I went but I didn't have a date, neither did my best friend. At the door, the male had to introduce his date to the Headmaster. Someone joked that my friend was my date. Awkward moment where people think I'm gay #1323. I wish I never went.


----------



## erasercrumbs (Dec 17, 2009)

No. I _did_ go to one school function my Sophomore year of high school, but it was because my yearbook class forced everyone to go (I was a pioneer in yearbook--the first student my teacher ever gave a B to instead of an A). I don't really remember much about the whole event. It was my duty to stand by the punchbowl and serve drinks, which I did in character with a snooty butler voice.


----------



## huh (Mar 19, 2007)

Nope. Waste of time.


----------



## crookedsmile (Dec 29, 2011)

Yes. Jr. and Senior Prom.

Both experiences made me cry at the end of the night. The end.


----------



## gusstaf (Jan 1, 2012)

Yeah. That was before the worst of the SA. I went to junior prom with my boyfriend at the time. Nobody asked me to senior prom (we were broken up by that time), so I went with a group of friends. It was actually pretty fun.


----------



## lambykins (Nov 10, 2011)

nope. i never went to any high school dances. i hate it when people say it's one of those things you should do cause you'd regret not going later. i kind of wanted to go b/c it's fun to get dressed up, but i don't feel like i missed out on anything that great.


----------



## Syndacus (Aug 9, 2011)

No, too expensive at the time. Costed about $450 and thats just the ticket. Basically only the rich kids could afford it and it basically weeded out the minorities, poor kids, and social outcasts on purpose. Instead I went down south into the country with a few of my friends and we just drank and had a bonfire instead.


----------



## Faith012 (Dec 21, 2011)

No didnt go to Prom.. and dont regret it didnt care about it


----------



## Charizard (Feb 16, 2011)

Yes, I went. Despite the SA, it was a very worthwhile experience. I had fun putting on fancy clothes and seeing my friends in fancy clothes and talking to my friends in our fancy clothes while dipping little bits of food in chocolate fondue.

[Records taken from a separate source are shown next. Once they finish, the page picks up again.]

//! Shared transaction context
//!
//! The single store a UI reads from: connected identity, the transfer draft,
//! the loading flag, transaction history and the transaction count. All
//! mutation goes through the operations on [`TransactionContext`].
//!
//! Startup runs once: check for an existing authorization (which refreshes
//! history and count when an account is found), then refresh the count.

use serde::Serialize;
use std::sync::{Arc, OnceLock};
use tokio::sync::{broadcast, OnceCell, RwLock};

use crate::config::ContextConfig;
use crate::contract::ContractBinding;
use crate::error::TransactionError;
use crate::events::{ContextEvent, EventSink};
use crate::gateway::{self, LedgerClientHandle};
use crate::history::{HistoryReader, TransactionRecord};
use crate::identity::{IdentitySession, WalletIdentity, INSTALL_WALLET_NOTICE};
use crate::provider::WalletProvider;
use crate::storage::Storage;
use crate::submitter::{
    DraftField, SubmissionReceipt, TransactionCounter, TransactionDraft, TransactionSubmitter,
};

static GLOBAL_CONTEXT: OnceLock<Arc<TransactionContext>> = OnceLock::new();

/// Install `context` as the process-wide instance and run its startup
///
/// A second install fails with `AlreadyInitialized`.
pub async fn install_global(
    context: TransactionContext,
) -> Result<Arc<TransactionContext>, TransactionError> {
    let context = Arc::new(context);
    GLOBAL_CONTEXT
        .set(Arc::clone(&context))
        .map_err(|_| TransactionError::AlreadyInitialized)?;
    context.initialize().await;
    Ok(context)
}

/// The process-wide instance, if one was installed
pub fn global() -> Option<Arc<TransactionContext>> {
    GLOBAL_CONTEXT.get().cloned()
}

/// Everything a UI renders, captured at one point in time
#[derive(Debug, Clone, Serialize)]
#[serde(rename_all = "camelCase")]
pub struct ContextSnapshot {
    pub identity: Option<WalletIdentity>,
    pub draft: TransactionDraft,
    pub is_loading: bool,
    pub transactions: Vec<TransactionRecord>,
    pub transaction_count: Option<u64>,
}

pub struct TransactionContext {
    config: ContextConfig,
    provider: Option<Arc<dyn WalletProvider>>,
    session: IdentitySession,
    history: HistoryReader,
    counter: TransactionCounter,
    submitter: TransactionSubmitter,
    draft: RwLock<TransactionDraft>,
    events: EventSink,
    initialized: OnceCell<()>,
}

impl TransactionContext {
    /// Build a context from environment configuration
    pub fn from_env() -> Self {
        let config = ContextConfig::from_env();
        let provider = config.provider();
        Self::new(config, provider)
    }

    /// Build a context around an injected provider (or none)
    ///
    /// Reads the cached transaction count from `config.cache_dir`.
    pub fn new(config: ContextConfig, provider: Option<Arc<dyn WalletProvider>>) -> Self {
        let events = EventSink::new();
        let storage = Storage::new(config.cache_dir.clone());

        Self {
            session: IdentitySession::new(events.clone()),
            history: HistoryReader::new(events.clone()),
            counter: TransactionCounter::load(storage, events.clone()),
            submitter: TransactionSubmitter::new(config.transfer_gas, events.clone()),
            draft: RwLock::new(TransactionDraft::default()),
            initialized: OnceCell::new(),
            config,
            provider,
            events,
        }
    }

    // ========================================================================
    // Lifecycle
    // ========================================================================

    /// Run the startup sequence; later calls are no-ops
    pub async fn initialize(&self) {
        self.initialized
            .get_or_init(|| async {
                log::info!("Initializing transaction context");
                if let Err(e) = self.check_existing_authorization().await {
                    log::warn!("Startup authorization check failed: {}", e);
                }
                self.refresh_count().await;
            })
            .await;
    }

    pub fn is_initialized(&self) -> bool {
        self.initialized.initialized()
    }

    // ========================================================================
    // Identity
    // ========================================================================

    /// Adopt an already-authorized account without prompting
    ///
    /// When one is found, history and count are refreshed.
    pub async fn check_existing_authorization(
        &self,
    ) -> Result<Option<WalletIdentity>, TransactionError> {
        let identity = self
            .session
            .check_existing_authorization(self.provider.as_ref())
            .await?;
        if identity.is_some() {
            self.refresh_history().await;
            self.refresh_count().await;
        }
        Ok(identity)
    }

    /// Prompt the user to connect a wallet
    pub async fn connect(&self) -> Result<WalletIdentity, TransactionError> {
        self.session.request_connection(self.provider.as_ref()).await
    }

    pub async fn identity(&self) -> Option<WalletIdentity> {
        self.session.current().await
    }

    // ========================================================================
    // Draft
    // ========================================================================

    pub async fn update_draft_field(&self, field: DraftField, value: impl Into<String>) {
        self.draft.write().await.set(field, value);
    }

    pub async fn draft(&self) -> TransactionDraft {
        self.draft.read().await.clone()
    }

    // ========================================================================
    // Ledger reads
    // ========================================================================

    /// Re-read the full history; failures keep the previous snapshot
    pub async fn refresh_history(&self) -> Vec<TransactionRecord> {
        match self.bind(self.identity().await) {
            Ok(client) => self.history.fetch_all(&client).await,
            Err(e) => {
                log::info!("Skipping history refresh: {}", e);
                self.history.records().await
            }
        }
    }

    /// Re-read the count from the ledger and cache it; failures keep the old value
    pub async fn refresh_count(&self) -> Option<u64> {
        match self.bind(self.identity().await) {
            Ok(client) => {
                self.counter.refresh(&client).await;
            }
            Err(e) => log::info!("Skipping count refresh: {}", e),
        }
        self.counter.get().await
    }

    pub async fn transactions(&self) -> Vec<TransactionRecord> {
        self.history.records().await
    }

    pub async fn transaction_count(&self) -> Option<u64> {
        self.counter.get().await
    }

    // ========================================================================
    // Submission
    // ========================================================================

    /// Submit the current draft from the connected identity
    ///
    /// The draft is left as is afterwards.
    pub async fn submit(&self) -> Result<SubmissionReceipt, TransactionError> {
        let draft = self.draft().await;
        let sender = self.identity().await;

        let client = match self.bind(sender) {
            Ok(client) => client,
            Err(TransactionError::ProviderUnavailable) => {
                self.events
                    .emit(ContextEvent::Notice(INSTALL_WALLET_NOTICE.to_string()));
                return Err(TransactionError::WalletProviderMissing(
                    INSTALL_WALLET_NOTICE.to_string(),
                ));
            }
            Err(e) => return Err(e),
        };

        self.submitter
            .submit(
                self.provider.as_ref(),
                &client,
                &draft,
                sender,
                &self.counter,
            )
            .await
    }

    pub fn is_loading(&self) -> bool {
        self.submitter.is_loading()
    }

    // ========================================================================
    // Observation
    // ========================================================================

    pub fn subscribe(&self) -> broadcast::Receiver<ContextEvent> {
        self.events.subscribe()
    }

    pub async fn snapshot(&self) -> ContextSnapshot {
        ContextSnapshot {
            identity: self.identity().await,
            draft: self.draft().await,
            is_loading: self.is_loading(),
            transactions: self.transactions().await,
            transaction_count: self.transaction_count().await,
        }
    }

    pub fn config(&self) -> &ContextConfig {
        &self.config
    }

    pub fn has_provider(&self) -> bool {
        self.provider.is_some()
    }

    fn bind(&self, signer: Option<WalletIdentity>) -> Result<LedgerClientHandle, TransactionError> {
        let client = gateway::bind_client(
            self.provider.as_ref(),
            signer,
            ContractBinding::new(self.config.contract_address),
        )?;
        Ok(client.with_poll_interval(self.config.confirmation_poll_interval))
    }
}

Probably the only thing that would have made it better were if I attended a party like this where _only_ my "crowd" was there.


----------



## Neptunus (Oct 29, 2007)

Yes, senior prom. It was boring as heck!


----------



## Elleire (Jul 24, 2011)

Hmm, how to make fat, friendless, and weird more awkward than it already is... 
... stuff it in a dress and make it dance? :idea

Probably would've been entertaining, but I'm not a masochist.


----------



## Lonelyguy (Nov 8, 2003)

No, of course not...nobody would go with me. Everyone considered me the biggest loser in the whole school, so it would have been social suicide for any girl to talk to or be seen with me, especially at prom. One of my friends made a desperate attempt to find me a date by asking a girl who I had a crush on, but she lied and said she already had a date. I found out later she went alone, that nobody else had asked her and it was all a lie. 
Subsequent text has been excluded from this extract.